Schorndorf near Stuttgart, Germany [photo: Stuttgart Marketing GmbH]
Schorndorf near Stuttgart, Germany [photo: Stuttgart Marketing GmbH]

Many people connected with Stuttgart have made history – and indeed continue to do so. The following are just a few of them (but hopefully might inspire you to find out more for yourself).

Friedrich Schiller

Friedrich Schiller was born on 10.11.1759 in Marbach am Neckar as the son of J.C. Schiller, an army surgeon.

He spent his childhood and adolescence in impoverished circumstances.

After attending the village school and later the Latin school, in 1773 he entered the Hohe Karlsschule at Solitude Palace in Stuttgart on the orders of Duke Karl Eugen, where he began his medical studies in 1776 and worked from 1780 onwards as a regimental doctor in the state of Württemberg`s royal capital.

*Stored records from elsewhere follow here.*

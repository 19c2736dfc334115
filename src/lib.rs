//! Request payload construction for a config-speaking daemon.
//!
//! Two outputs share one tagged argument convention (`"key=%d"`, `"key=%s"`,
//! `"key=%t"`, `"key=%b"` followed by the matching value):
//!
//! - [`ConfigTree::make_nodes`] builds sibling nodes of a [`ConfigTree`],
//! - [`Buffer::append_args`] writes flat `key= value` lines into a [`Buffer`].
//!
//! Array fields are edited in place with [`ConfigTree::set_flag`], and whole
//! trees are rendered as config text by [`encode::write_tree`].

pub mod arena;
pub mod args;
pub mod buffer;
pub mod build;
pub mod constants;
pub mod encode;
pub mod error;
pub mod format;
pub mod options;
pub mod resize;
pub mod tag;
pub mod tree;

pub use crate::arena::{NodeId, ValueData, ValueId, ValueKind};
pub use crate::args::Arg;
pub use crate::buffer::Buffer;
pub use crate::error::{Error, ErrorKind};
pub use crate::options::{
    BufferOptions, BuildMode, BuildOptions, Indent, TreeOptions, WriteOptions,
};
pub use crate::resize::{FsInfo, FsMode, HelperAction, HelperCommand};
pub use crate::tag::{Marker, Tag};
pub use crate::tree::ConfigTree;

pub type Result<T> = std::result::Result<T, Error>;

/// Format a tagged argument list as flat text.
///
/// # Examples
/// ```
/// use config_request::Arg;
///
/// let text = config_request::to_text(&[Arg::int("size=%d", 100), Arg::str("label=%s", "x")])?;
/// assert_eq!(text, "size= 100\nlabel= \"x\"\n");
/// # Ok::<(), config_request::Error>(())
/// ```
pub fn to_text(args: &[Arg<'_>]) -> Result<String> {
    let mut buf = Buffer::new();
    buf.append_args(args)?;
    Ok(buf.into_string())
}

/// Build a fresh tree whose root holds one node per argument.
pub fn to_tree<'a>(args: &[Arg<'a>]) -> Result<ConfigTree<'a>> {
    let mut tree = ConfigTree::new();
    let root = tree.root();
    tree.make_nodes(root, None, args)?;
    Ok(tree)
}

/// Build a tree from `args` and render it as config text.
pub fn to_config_string(args: &[Arg<'_>]) -> Result<String> {
    encode::to_string(&to_tree(args)?)
}

/// JSON view of a tree, for diagnostics.
pub fn to_json(tree: &ConfigTree<'_>) -> serde_json::Result<serde_json::Value> {
    serde_json::to_value(tree)
}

The performance of his play “The Robbers” resulted in Schiller being arrested and banned from writing.

He fled to Weimar (1787) via Mannheim (1783), Leipzig (1785) and Dresden. In 1789 he was appointed extraordinary professor of history and philosophy in Jena, but settled permanently in Weimar in 1799.

Schiller died in Weimar on 9.5.1805.

Schiller’s Birthplace

Niklastorstraße 31, 71672 Marbach am Neckar

Web: n/a

Georg Wilhelm Friedrich Hegel

Georg Wilhelm Friedrich Hegel was born in Stuttgart on 27.8.1770 in what is now known as the “Hegel House” in the Eberhardstrasse 53. His parents were Georg Ludwig Hegel, a fiscal secretary and later administrator employed by the Duchy, and his wife, Maria Magdalena, née Fromme. In the house where Hegel was born, now a museum, his parents are thought to have occupied the attic flat. Hegel made a name for himself as a philosopher of German Idealism. To him, his ideals were to be found in the “Absolute Spirit”, and he called for an “understanding recognition”, where previously only cognition and assertion had existed. Hegel occupied himself with many fields of knowledge: logic, natural philosophy and spiritual philosophy.

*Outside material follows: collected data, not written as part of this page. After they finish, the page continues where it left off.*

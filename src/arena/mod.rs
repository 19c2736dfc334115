use std::borrow::Cow;

use smol_str::SmolStr;

use crate::error::Error;
use crate::Result;

#[derive(Debug, Clone, Copy, PartialEq, Eq, Hash, PartialOrd, Ord)]
pub struct NodeId(pub(crate) usize);

impl NodeId {
    pub fn index(self) -> usize {
        self.0
    }
}

#[derive(Debug, Clone, Copy, PartialEq, Eq, Hash, PartialOrd, Ord)]
pub struct ValueId(pub(crate) usize);

impl ValueId {
    pub fn index(self) -> usize {
        self.0
    }
}

#[derive(Debug, Clone, Copy, PartialEq, Eq)]
pub enum ValueKind {
    String,
    Int,
    EmptyArray,
}

#[derive(Debug, Clone, PartialEq, Eq)]
pub enum ValueData<'a> {
    String(Cow<'a, str>),
    Int(i64),
    EmptyArray,
}

impl<'a> ValueData<'a> {
    pub fn kind(&self) -> ValueKind {
        match self {
            ValueData::String(_) => ValueKind::String,
            ValueData::Int(_) => ValueKind::Int,
            ValueData::EmptyArray => ValueKind::EmptyArray,
        }
    }

    pub fn as_str(&self) -> Option<&str> {
        match self {
            ValueData::String(text) => Some(text),
            _ => None,
        }
    }

    pub fn as_int(&self) -> Option<i64> {
        match self {
            ValueData::Int(value) => Some(*value),
            _ => None,
        }
    }

    /// Re-borrow data owned by a longer-lived tree. Borrowed text stays borrowed.
    pub(crate) fn rebind<'b>(&self) -> ValueData<'b>
    where
        'a: 'b,
    {
        match self {
            ValueData::String(Cow::Borrowed(text)) => ValueData::String(Cow::Borrowed(*text)),
            ValueData::String(Cow::Owned(text)) => ValueData::String(Cow::Owned(text.clone())),
            ValueData::Int(value) => ValueData::Int(*value),
            ValueData::EmptyArray => ValueData::EmptyArray,
        }
    }
}

#[derive(Debug, Clone)]
pub struct Node {
    pub key: SmolStr,
    pub parent: Option<NodeId>,
    pub child: Option<NodeId>,
    pub sib: Option<NodeId>,
    pub value: Option<ValueId>,
}

impl Node {
    pub(crate) fn detached(key: SmolStr) -> Self {
        Self {
            key,
            parent: None,
            child: None,
            sib: None,
            value: None,
        }
    }
}

#[derive(Debug, Clone)]
pub struct Value<'a> {
    pub data: ValueData<'a>,
    pub next: Option<ValueId>,
}

/// Arena length snapshot taken before a staged mutation.
#[derive(Debug, Clone, Copy, PartialEq, Eq)]
pub struct Checkpoint {
    nodes: usize,
    values: usize,
}

/// Append-only storage for nodes and values. Nothing is freed individually;
/// the whole arena goes away with its tree.
#[derive(Debug, Clone, Default)]
pub struct Arena<'a> {
    nodes: Vec<Node>,
    values: Vec<Value<'a>>,
    node_limit: Option<usize>,
}

impl<'a> Arena<'a> {
    pub fn new() -> Self {
        Self::default()
    }

    pub fn with_node_limit(limit: Option<usize>) -> Self {
        Self {
            node_limit: limit,
            ..Self::default()
        }
    }

    /// Arena holding a single keyless root node at index 0.
    pub fn with_root(limit: Option<usize>) -> Self {
        Self {
            nodes: vec![Node::detached(SmolStr::default())],
            values: Vec::new(),
            node_limit: limit,
        }
    }

    pub fn alloc_node(&mut self, key: impl Into<SmolStr>) -> Result<NodeId> {
        if let Some(limit) = self.node_limit {
            if self.nodes.len() >= limit {
                tracing::error!(limit, "config node arena exhausted");
                return Err(Error::allocation(format!(
                    "node arena limit of {limit} reached"
                )));
            }
        }
        self.nodes.try_reserve(1)?;
        let id = NodeId(self.nodes.len());
        self.nodes.push(Node::detached(key.into()));
        Ok(id)
    }

    pub fn alloc_value(&mut self, data: ValueData<'a>) -> Result<ValueId> {
        self.values.try_reserve(1)?;
        let id = ValueId(self.values.len());
        self.values.push(Value { data, next: None });
        Ok(id)
    }

    pub fn dup_str(&self, text: &str) -> SmolStr {
        SmolStr::new(text)
    }

    pub fn node(&self, id: NodeId) -> Option<&Node> {
        self.nodes.get(id.0)
    }

    pub fn node_mut(&mut self, id: NodeId) -> Option<&mut Node> {
        self.nodes.get_mut(id.0)
    }

    pub fn value(&self, id: ValueId) -> Option<&Value<'a>> {
        self.values.get(id.0)
    }

    pub fn value_mut(&mut self, id: ValueId) -> Option<&mut Value<'a>> {
        self.values.get_mut(id.0)
    }

    pub fn node_count(&self) -> usize {
        self.nodes.len()
    }

    pub fn value_count(&self) -> usize {
        self.values.len()
    }

    pub fn checkpoint(&self) -> Checkpoint {
        Checkpoint {
            nodes: self.nodes.len(),
            values: self.values.len(),
        }
    }

    /// Drop everything allocated after `checkpoint`. Links from older nodes
    /// into the dropped range must be restored by the caller.
    pub fn rollback(&mut self, checkpoint: Checkpoint) {
        self.nodes.truncate(checkpoint.nodes);
        self.values.truncate(checkpoint.values);
    }
}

He left his mark mainly on the philosophy of history. To Hegel, history was “progress in the consciousness of freedom.” Hegel died unexpectedly on 14th November 1831 after a short illness and was buried next to Fichte at the Dorotheenstädter Friedhof in Berlin. Today the Hegel House in Stuttgart is home to the exhibitions “Stuttgart in Hegel`s Day 1770-1831” and “From Stuttgart to Berlin – Stages in Hegel`s Life”.

Hegel House

Hegelhaus is the house in which philosopher Georg Wilhelm Friedrich Hegel was born in 1770 and lived for the following 18 years. Part of the exhibition charts the life and work of Hegel, from his years in Stuttgart through to his death in Berlin in 1831, setting the biographical details in a historical context to significant events of the time. Another part of the exhibition is entitled ‘Stuttgart at the Time of Hegel’ which provides a historical record of late-eighteenth and early-nineteenth century Stuttgart.

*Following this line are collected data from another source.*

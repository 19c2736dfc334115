//! Argument vectors for the external filesystem resize helper.
//!
//! Probing the filesystem, the crypt layer and the mount table happens
//! elsewhere; this module only turns the resulting [`FsInfo`] into the
//! helper's command line.

use std::process::Command;

use smallvec::SmallVec;

use crate::constants::{FS_CMD_MAX_ARGS, LVRESIZE_FS_HELPER_PATH};

/// What is known about the filesystem on a logical volume.
#[derive(Debug, Clone, Default, PartialEq, Eq)]
pub struct FsInfo {
    pub fstype: String,
    /// Device holding the filesystem: the LV itself, or the crypt device on top of it.
    pub fs_dev_path: String,
    pub needs_crypt: bool,
    /// Minor number of the dm-crypt device, meaningful when `needs_crypt`.
    pub crypt_minor: u32,
    pub crypt_offset_bytes: u64,
    pub mounted: bool,
    pub mount_dir: String,
    pub needs_unmount: bool,
    pub needs_mount: bool,
    pub needs_fsck: bool,
}

impl FsInfo {
    pub fn crypt_path(&self) -> String {
        format!("/dev/dm-{}", self.crypt_minor)
    }
}

#[derive(Debug, Clone, Copy, PartialEq, Eq, Default)]
pub enum FsMode {
    /// Remount after resizing when the filesystem had to be unmounted.
    Manage,
    #[default]
    Offline,
}

#[derive(Debug, Clone, Copy, PartialEq, Eq)]
pub enum HelperAction {
    Reduce,
    Extend,
    CryptResize,
}

impl HelperAction {
    pub fn flag(self) -> &'static str {
        match self {
            HelperAction::Reduce => "--fsreduce",
            HelperAction::Extend => "--fsextend",
            HelperAction::CryptResize => "--cryptresize",
        }
    }
}

pub fn lv_path(dev_dir: &str, vg_name: &str, lv_name: &str) -> String {
    format!("{dev_dir}{vg_name}/{lv_name}")
}

type ArgList = SmallVec<[String; FS_CMD_MAX_ARGS]>;

#[derive(Debug, Clone, PartialEq, Eq)]
pub struct HelperCommand {
    program: String,
    action: HelperAction,
    args: ArgList,
}

impl HelperCommand {
    pub fn crypt_resize(fsi: &FsInfo, newsize_bytes: u64) -> Self {
        let mut args = ArgList::new();
        push(&mut args, HelperAction::CryptResize.flag());
        push(&mut args, "--cryptpath");
        args.push(fsi.crypt_path());
        push(&mut args, "--newsizebytes");
        args.push(newsize_bytes.to_string());
        Self::finish(HelperAction::CryptResize, args)
    }

    /// `newsize_bytes` of zero leaves the target size to the helper.
    pub fn fs_reduce(lv_path: &str, fsi: &FsInfo, newsize_bytes: u64, mode: FsMode) -> Self {
        Self::fs_resize(HelperAction::Reduce, lv_path, fsi, Some(newsize_bytes), mode)
    }

    pub fn fs_extend(lv_path: &str, fsi: &FsInfo, mode: FsMode) -> Self {
        Self::fs_resize(HelperAction::Extend, lv_path, fsi, None, mode)
    }

    fn fs_resize(
        action: HelperAction,
        lv_path: &str,
        fsi: &FsInfo,
        newsize_bytes: Option<u64>,
        mode: FsMode,
    ) -> Self {
        let mut args = ArgList::new();
        push(&mut args, action.flag());
        push(&mut args, "--fstype");
        push(&mut args, &fsi.fstype);
        push(&mut args, "--lvpath");
        push(&mut args, lv_path);

        if let Some(size) = newsize_bytes.filter(|size| *size > 0) {
            push(&mut args, "--newsizebytes");
            args.push(size.to_string());
        }
        if fsi.mounted {
            push(&mut args, "--mountdir");
            push(&mut args, &fsi.mount_dir);
        }
        if fsi.needs_unmount {
            push(&mut args, "--unmount");
        }
        if fsi.needs_mount {
            push(&mut args, "--mount");
        }
        if fsi.needs_fsck {
            push(&mut args, "--fsck");
        }
        if fsi.needs_crypt {
            push(&mut args, HelperAction::CryptResize.flag());
            push(&mut args, "--cryptpath");
            args.push(fsi.crypt_path());
        }
        if fsi.needs_unmount && mode == FsMode::Manage {
            push(&mut args, "--remount");
        }

        Self::finish(action, args)
    }

    fn finish(action: HelperAction, args: ArgList) -> Self {
        tracing::debug!(action = action.flag(), args = ?args, "helper command prepared");
        Self {
            program: LVRESIZE_FS_HELPER_PATH.to_string(),
            action,
            args,
        }
    }

    pub fn with_program(mut self, program: impl Into<String>) -> Self {
        self.program = program.into();
        self
    }

    pub fn program(&self) -> &str {
        &self.program
    }

    pub fn action(&self) -> HelperAction {
        self.action
    }

    pub fn args(&self) -> impl Iterator<Item = &str> {
        self.args.iter().map(String::as_str)
    }

    /// Program followed by its arguments.
    pub fn argv(&self) -> Vec<&str> {
        std::iter::once(self.program.as_str())
            .chain(self.args())
            .collect()
    }

    /// An unstarted [`Command`] for the helper.
    pub fn to_command(&self) -> Command {
        let mut command = Command::new(&self.program);
        command.args(self.args.iter());
        command
    }
}

fn push(args: &mut ArgList, arg: &str) {
    args.push(arg.to_string());
}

Address: Eberhardstraße 53, 70173 Stuttgart

Web (only in German): https://www.stadtpalais-stuttgart.de/museumsfamilie/museum-hegel-haus/

Gottlieb Daimler

It all began in a timber house in Schorndorf. This is where Gottlieb Daimler, a baker’s son, was born in the year 1834. Today, Daimler’s birthplace, which was later acquired and restored by the Daimler-Benz AG, is a museum and conference center. The exhibition room displays, among other artifacts, the legendary postcard Gottlieb Daimler sent to his first wife in 1872. He marked the house in Cologne-Deutz where he was living at the time with a star and wrote “From here a star will go out…”.

Literally, that was the first sign of the (Mercedes) star that was later to become the emblem of the Stuttgart automobile manufacturers.

His story…

Gottlieb Daimler was born on 17th March 1834 in Schorndorf and died on 6th March 1900 in Cannstatt.

After training as a metal worker, Daimler studied mechanical engineering and gained practical experience in England and France. As the technical director of the Deutz gas engine factory (1872-82), he constructed in cooperation with Wilhelm Maybach the first 100-HP gas engine, and in 1883 he and Maybach opened their own workshop in Cannstatt.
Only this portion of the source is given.